DESCRIPTION OF THE TASK: When a line of the entries contains the word "worker", report that line.

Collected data
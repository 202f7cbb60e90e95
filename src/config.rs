use std::time::Duration;

pub const DEFAULT_USER_AGENT: &str = "SiteMirror/1.0";

/// Size of the slices an asset body is written in; progress is reported after each one.
pub const CHUNK_SIZE: usize = 1024;

/// Transport settings shared by every request of a traversal.
#[derive(Debug, Clone)]
pub struct MirrorConfig {
    pub user_agent: String,
    /// Whole-request timeout. `None` leaves requests unbounded, so a hung
    /// server stalls the traversal until cancelled.
    pub timeout: Option<Duration>,
}

impl Default for MirrorConfig {
    fn default() -> Self {
        Self {
            user_agent: DEFAULT_USER_AGENT.to_string(),
            timeout: None,
        }
    }
}

impl MirrorConfig {
    pub fn with_timeout(mut self, timeout: Duration) -> Self {
        self.timeout = Some(timeout);
        self
    }

    pub fn with_user_agent(mut self, user_agent: impl Into<String>) -> Self {
        self.user_agent = user_agent.into();
        self
    }
}
pub mod cli;
pub mod config;
pub mod control;
pub mod crawler;
pub mod downloader;
pub mod error;
pub mod file_manager;
pub mod html_parser;
pub mod worker;

// Re-export main types for convenience
pub use cli::MirrorCommand;
pub use config::MirrorConfig;
pub use control::{CancelFlag, DownloadProgress};
pub use crawler::{CrawlOptions, CrawlReport, CrawlRequest, PageRecord, VisitedSet};
pub use downloader::{AssetBatch, WebsiteMirror};
pub use error::{MirrorError, Result};
pub use file_manager::FileManager;
pub use html_parser::{Element, HtmlParser, MediaParent, PageDocument};
pub use worker::CrawlHandle;
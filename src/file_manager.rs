use std::fs;
use std::path::{Path, PathBuf};

use url::Url;

use crate::error::{MirrorError, Result};

pub const INDEX_FILE: &str = "index.html";

/// Name used when an asset URL has no final path segment to name it by.
pub const FALLBACK_ASSET_NAME: &str = "download.bin";

/// Maps URLs onto the destination tree.
///
/// Pages land in folders mirroring their URL path below the destination root;
/// assets land next to the `index.html` of the page that referenced them.
#[derive(Debug, Clone)]
pub struct FileManager {
    base_dir: PathBuf,
}

impl FileManager {
    pub fn new(base_dir: &Path) -> Result<Self> {
        let base_dir = base_dir.to_path_buf();
        ensure_dir(&base_dir)?;
        Ok(Self { base_dir })
    }

    pub fn base_dir(&self) -> &Path {
        &self.base_dir
    }

    /// Folder a page is mirrored into. `/` maps to the destination root itself.
    pub fn page_folder(&self, url: &Url) -> PathBuf {
        let mut path = self.base_dir.clone();
        if let Some(segments) = url.path_segments() {
            for segment in segments.filter(|s| !s.is_empty()) {
                path.push(sanitize_segment(segment));
            }
        }
        path
    }

    /// Writes the page body to `<folder>/index.html`, replacing any previous copy.
    pub fn write_index(&self, folder: &Path, html: &str) -> Result<PathBuf> {
        ensure_dir(folder)?;
        let path = folder.join(INDEX_FILE);
        fs::write(&path, html.as_bytes()).map_err(|e| MirrorError::filesystem(&path, e))?;
        Ok(path)
    }

    /// Destination of an asset inside `folder`, named after the URL's last path segment.
    pub fn asset_path(&self, folder: &Path, url: &Url) -> PathBuf {
        folder.join(asset_file_name(url))
    }
}

pub fn ensure_dir(path: &Path) -> Result<()> {
    fs::create_dir_all(path).map_err(|e| MirrorError::filesystem(path, e))
}

pub fn asset_file_name(url: &Url) -> String {
    url.path_segments()
        .and_then(|mut segments| segments.next_back())
        .filter(|last| !last.is_empty())
        .map(sanitize_segment)
        .unwrap_or_else(|| FALLBACK_ASSET_NAME.to_string())
}

/// Replaces anything that is unsafe in a single file or folder name.
pub fn sanitize_segment(segment: &str) -> String {
    let sanitized: String = segment
        .chars()
        .map(|c| match c {
            c if c.is_ascii_alphanumeric() || c == '.' || c == '-' || c == '_' => c,
            _ => '_',
        })
        .collect();

    match sanitized.as_str() {
        "." | ".." => sanitized.replace('.', "_"),
        _ => sanitized,
    }
}
use anyhow::{Context, Result};
use clap::Parser;
use colored::*;
use indicatif::{ProgressBar, ProgressStyle};
use tracing_subscriber::EnvFilter;

use site_mirror::{CrawlHandle, CrawlReport, CrawlRequest, MirrorCommand, WebsiteMirror};

#[tokio::main]
async fn main() -> Result<()> {
    let args = MirrorCommand::parse();

    let filter = EnvFilter::try_from_default_env()
        .unwrap_or_else(|_| EnvFilter::new(args.log_level()));
    tracing_subscriber::fmt()
        .with_env_filter(filter)
        .with_writer(std::io::stderr)
        .init();

    let request = CrawlRequest::new(&args.url, args.output_dir.clone())?
        .with_options(args.crawl_options());
    let mirror = WebsiteMirror::new(args.mirror_config())?;

    println!("🚀 Mirroring: {}", request.root_url().as_str().blue());
    println!("📁 Output directory: {:?}", request.destination());
    if request.options().recurse {
        println!(
            "{}",
            "⚠️  Recursive mode follows every internal link and may not terminate. Press Ctrl-C to stop."
                .yellow()
        );
    }

    let progress_bar = ProgressBar::new_spinner();
    progress_bar.set_style(
        ProgressStyle::default_spinner()
            .template("{spinner} {msg}")
            .context("invalid progress template")?,
    );
    let bar = progress_bar.clone();
    let handle = CrawlHandle::spawn(mirror, request, move |kb| {
        bar.set_message(format!("{kb} KB downloaded for current page"));
        bar.tick();
    })?;

    let cancel = handle.cancel_flag();
    let mut finished = tokio::task::spawn_blocking(move || handle.join());
    let outcome = tokio::select! {
        joined = &mut finished => joined,
        _ = tokio::signal::ctrl_c() => {
            progress_bar.set_message("Stopping after the current download...");
            cancel.cancel();
            finished.await
        }
    };
    let result = outcome.context("crawl worker did not report back")?;

    match result {
        Ok(report) => {
            progress_bar.finish_and_clear();
            print_summary(&report);
            if let Some(path) = &args.report {
                let json = serde_json::to_string_pretty(&report)?;
                std::fs::write(path, json)
                    .with_context(|| format!("Failed to write report: {:?}", path))?;
                println!("📝 Report written to {:?}", path);
            }
            Ok(())
        }
        Err(e) => {
            progress_bar.abandon_with_message("❌ Mirror failed");
            Err(e).context("An error occurred while downloading the website")
        }
    }
}

fn print_summary(report: &CrawlReport) {
    if report.cancelled {
        println!("{}", "🛑 Download stopped.".yellow());
    } else {
        println!("{}", "✅ Website downloaded successfully!".green());
    }
    println!("📊 Pages mirrored: {}", report.pages.len());
    println!("📦 Asset bytes downloaded: {}", report.total_bytes);
}
use clap::{Parser, Subcommand};
use modeheap::{
    commands::{demo, sort_values, top_k},
    options::{DemoOptions, HeapOptions},
};

/// Binary heaps with a switchable ordering
#[derive(Debug, Parser)]
#[command(name = "modeheap")]
#[command(about = "Order values with a min or max binary heap.", long_about = None)]
struct Cli {
    #[command(subcommand)]
    command: Commands,
}

#[derive(Debug, Subcommand)]
enum Commands {
    /// Print values in heap extraction order
    #[command(arg_required_else_help = true)]
    Sort {
        /// Values to sort
        #[arg(num_args(1..), allow_negative_numbers = true)]
        values: Vec<i64>,

        #[command(flatten)]
        options: HeapOptions,
    },

    /// Print the k most extreme values
    #[command(arg_required_else_help = true)]
    TopK {
        /// Number of values to print
        #[arg(short, required = true)]
        k: usize,

        /// Values to select from
        #[arg(num_args(1..), allow_negative_numbers = true)]
        values: Vec<i64>,

        #[command(flatten)]
        options: HeapOptions,
    },

    /// Walk through the basic heap operations
    Demo {
        #[command(flatten)]
        demo: DemoOptions,

        #[command(flatten)]
        options: HeapOptions,
    },
}

fn main() -> std::io::Result<()> {
    env_logger::builder().filter_level(log::LevelFilter::Info).init();

    let cli = Cli::parse();
    let mut out = std::io::stdout().lock();

    match cli.command {
        Commands::Sort { values, options } => {
            sort_values(&mut out, &values, &options)?;
        }
        Commands::TopK { k, values, options } => {
            top_k(&mut out, &values, k, &options)?;
        }
        Commands::Demo { demo: d, options } => {
            demo(&mut out, &d, &options)?;
        }
    }
    Ok(())
}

ANSWER TO THIS TASK:
pub mod worker;
pub use worker::CrawlHandle;
    let result = outcome.context("crawl worker did not report back")?;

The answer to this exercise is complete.